**ACTIVITY**
Gather from the listing below each line that includes the word "count", and copy it.

------------------------

mod common;

use std::io::{Cursor, Read};
use std::sync::Arc;

use rust_decimal_macros::dec;
use tokio_util::sync::CancellationToken;
use zip::ZipArchive;

use common::{ScriptedMailer, batch_request, employee, period, pipeline, pipeline_with, request};
use payroll_ma::{
    errors::PayrollError,
    models::{DeliveryOptions, ItemStatus, Money},
    services::{
        email::MailError,
        pdf::PdfRenderer,
        repository::{BulletinRepository, InMemoryBulletinRepository},
    },
};

fn money(value: rust_decimal::Decimal) -> Money {
    Money::new(value).unwrap()
}

fn archive_names(bytes: &[u8]) -> Vec<String> {
    let mut archive = ZipArchive::new(Cursor::new(bytes)).unwrap();
    (0..archive.len())
        .map(|i| archive.by_index(i).unwrap().name().to_string())
        .collect()
}

#[tokio::test]
async fn six_thousand_dirhams_in_january_2025() {
    let pipeline = pipeline();
    let bulletin = pipeline
        .generate(request(employee(1, dec!(6000)), period(2025, 1)))
        .await
        .unwrap();

    let c = &bulletin.contributions;
    assert_eq!(c.rule_version, "MA-2025");
    assert_eq!(c.cnss_employee, money(dec!(268.80)));
    assert_eq!(c.amo_employee, money(dec!(135.60)));
    assert_eq!(c.professional_expenses, money(dec!(2100.00)));
    assert_eq!(c.net_taxable, money(dec!(3495.60)));
    assert_eq!(c.income_tax, money(dec!(16.23)));
    assert_eq!(bulletin.net_total, money(dec!(5579.37)));
    assert_eq!(bulletin.version, 1);

    let stored = pipeline.get(bulletin.id).await.unwrap();
    assert_eq!(stored, bulletin);
}

#[tokio::test]
async fn the_2024_table_applies_to_2024_periods() {
    let bulletin = pipeline()
        .generate(request(employee(1, dec!(6000)), period(2024, 12)))
        .await
        .unwrap();

    assert_eq!(bulletin.contributions.rule_version, "MA-2024");
    assert_eq!(bulletin.contributions.income_tax, money(dec!(99.56)));
    assert_eq!(bulletin.net_total, money(dec!(5496.04)));
}

#[tokio::test]
async fn second_run_for_a_period_needs_supersede() {
    let pipeline = pipeline();
    let first = pipeline
        .generate(request(employee(1, dec!(6000)), period(2025, 1)))
        .await
        .unwrap();

    let err = pipeline
        .generate(request(employee(1, dec!(6500)), period(2025, 1)))
        .await
        .unwrap_err();
    assert!(matches!(err, PayrollError::DuplicateBulletin { .. }));

    let mut correction = request(employee(1, dec!(6500)), period(2025, 1));
    correction.supersede = true;
    let second = pipeline.generate(correction).await.unwrap();

    assert_eq!(second.version, 2);
    assert_eq!(second.supersedes, Some(first.id));
    assert_ne!(second.id, first.id);
    // The first version is still readable and unchanged.
    assert_eq!(pipeline.get(first.id).await.unwrap(), first);
}

#[tokio::test]
async fn year_to_date_sums_earlier_months() {
    let pipeline = pipeline();
    pipeline
        .generate(request(employee(1, dec!(6000)), period(2025, 1)))
        .await
        .unwrap();
    let february = pipeline
        .generate(request(employee(1, dec!(6000)), period(2025, 2)))
        .await
        .unwrap();

    let ytd = february.year_to_date.unwrap();
    assert_eq!(ytd.months, 2);
    assert_eq!(ytd.gross, money(dec!(12000)));
    assert_eq!(ytd.income_tax, money(dec!(32.46)));
    assert_eq!(ytd.net, money(dec!(11158.74)));
}

#[tokio::test]
async fn concurrent_persist_of_one_slot_has_a_single_winner() {
    let pipeline = pipeline();
    let bulletin = pipeline
        .generate(request(employee(7, dec!(6000)), period(2025, 1)))
        .await
        .unwrap();

    let repository = Arc::new(InMemoryBulletinRepository::new());
    let (a, b) = tokio::join!(repository.insert(&bulletin), repository.insert(&bulletin));

    let outcomes = [a, b];
    assert_eq!(outcomes.iter().filter(|r| r.is_ok()).count(), 1);
    assert!(outcomes
        .iter()
        .any(|r| matches!(r, Err(PayrollError::PersistenceConflict { .. }))));
}

#[tokio::test]
async fn batch_of_fifty_with_one_incomplete_profile() {
    let pipeline = pipeline();
    let mut employees: Vec<_> = (1..=50).map(|n| employee(n, dec!(6000))).collect();
    employees[17].cnss_number = None;
    let missing = employees[17].id;

    let outcome = pipeline
        .generate_batch(batch_request(employees, period(2025, 1)), &CancellationToken::new())
        .await
        .unwrap();

    assert_eq!(outcome.reports.len(), 50);
    let failed: Vec<_> = outcome
        .reports
        .iter()
        .filter(|r| r.status == ItemStatus::Failed)
        .collect();
    assert_eq!(failed.len(), 1);
    assert_eq!(failed[0].employee_id, missing);
    assert!(failed[0].error.as_deref().unwrap().contains("cnss_number"));

    let names = archive_names(&outcome.archive);
    assert_eq!(names.len(), 49);
    assert!(!names.iter().any(|n| n.starts_with(&missing.to_string())));
    assert_eq!(outcome.archive_name(), "bulletins_2025-01.zip");
}

#[tokio::test]
async fn cancelled_batch_starts_nothing() {
    let pipeline = pipeline();
    let employees: Vec<_> = (1..=5).map(|n| employee(n, dec!(6000))).collect();
    let token = CancellationToken::new();
    token.cancel();

    let outcome = pipeline
        .generate_batch(batch_request(employees, period(2025, 1)), &token)
        .await
        .unwrap();

    assert!(outcome.reports.iter().all(|r| r.status == ItemStatus::Cancelled));
    assert!(archive_names(&outcome.archive).is_empty());
}

#[tokio::test]
async fn rendering_is_reproducible() {
    let pipeline = pipeline();
    let bulletin = pipeline
        .generate(request(employee(3, dec!(8000)), period(2025, 3)))
        .await
        .unwrap();

    let (_, first) = pipeline.render_pdf(bulletin.id).await.unwrap();
    let (_, second) = pipeline.render_pdf(bulletin.id).await.unwrap();
    assert_eq!(first, second);
    assert_eq!(first, PdfRenderer::new().render_document(&bulletin).unwrap());

    let token = CancellationToken::new();
    let (a, _) = pipeline.archive(&[bulletin.id], &token).await.unwrap();
    let (b, _) = pipeline.archive(&[bulletin.id], &token).await.unwrap();
    assert_eq!(a, b);

    let mut zip = ZipArchive::new(Cursor::new(a)).unwrap();
    let mut inside = Vec::new();
    zip.by_index(0).unwrap().read_to_end(&mut inside).unwrap();
    assert_eq!(inside, first);
}

#[tokio::test]
async fn transient_delivery_failure_is_retried() {
    let mailer = ScriptedMailer::new(vec![Err(MailError::Transient("timeout".into()))]);
    let pipeline = pipeline_with(mailer.clone());
    let bulletin = pipeline
        .generate(request(employee(1, dec!(6000)), period(2025, 1)))
        .await
        .unwrap();

    let options = DeliveryOptions {
        cc_hr: true,
        message: "Bonne réception.".into(),
    };
    let receipt = pipeline.deliver(bulletin.id, &options).await.unwrap();

    assert_eq!(receipt.attempts, 2);
    assert_eq!(receipt.cc.as_deref(), Some("rh@atlas-conseil.ma"));
    assert_eq!(mailer.calls(), 2);

    let sent = mailer.sent.lock().unwrap();
    assert!(sent[1].attachment.starts_with(b"%PDF-1.4"));
    assert_eq!(sent[1].attachment_name, bulletin.document_name());
    drop(sent);

    let records = pipeline.deliveries(bulletin.id).await.unwrap();
    assert_eq!(records.len(), 1);
    assert!(records[0].delivered);
}

#[tokio::test]
async fn permanent_delivery_failure_keeps_the_bulletin() {
    let mailer = ScriptedMailer::new(vec![Err(MailError::Permanent("550 mailbox unavailable".into()))]);
    let pipeline = pipeline_with(mailer.clone());
    let bulletin = pipeline
        .generate(request(employee(1, dec!(6000)), period(2025, 1)))
        .await
        .unwrap();

    let err = pipeline
        .deliver(bulletin.id, &DeliveryOptions::default())
        .await
        .unwrap_err();
    assert!(matches!(
        err,
        PayrollError::DeliveryFailure {
            permanent: true,
            attempts: 1,
            ..
        }
    ));
    assert_eq!(mailer.calls(), 1);

    assert_eq!(pipeline.get(bulletin.id).await.unwrap(), bulletin);
    let records = pipeline.deliveries(bulletin.id).await.unwrap();
    assert!(!records[0].delivered);
    assert!(records[0].error.as_deref().unwrap().contains("550"));
}

#[tokio::test]
async fn batch_delivery_failures_do_not_fail_items() {
    let mailer = ScriptedMailer::new(vec![Err(MailError::Permanent("550 unknown user".into()))]);
    let pipeline = pipeline_with(mailer.clone());
    let employees: Vec<_> = (1..=3).map(|n| employee(n, dec!(6000))).collect();
    let mut req = batch_request(employees, period(2025, 1));
    req.deliver = Some(DeliveryOptions::default());

    let outcome = pipeline
        .generate_batch(req, &CancellationToken::new())
        .await
        .unwrap();

    assert!(outcome.reports.iter().all(|r| r.status == ItemStatus::Succeeded));
    assert_eq!(outcome.reports.iter().filter(|r| r.delivery.is_some()).count(), 2);
    assert_eq!(
        outcome
            .reports
            .iter()
            .filter(|r| r.delivery_error.is_some())
            .count(),
        1
    );
    assert_eq!(mailer.calls(), 3);
}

------------------------

**RESPONSE AREA**
    assert_eq!(outcomes.iter().filter(|r| r.is_ok()).count(), 1);
    assert_eq!(outcome.reports.iter().filter(|r| r.delivery.is_some()).count(), 2);
            .count(),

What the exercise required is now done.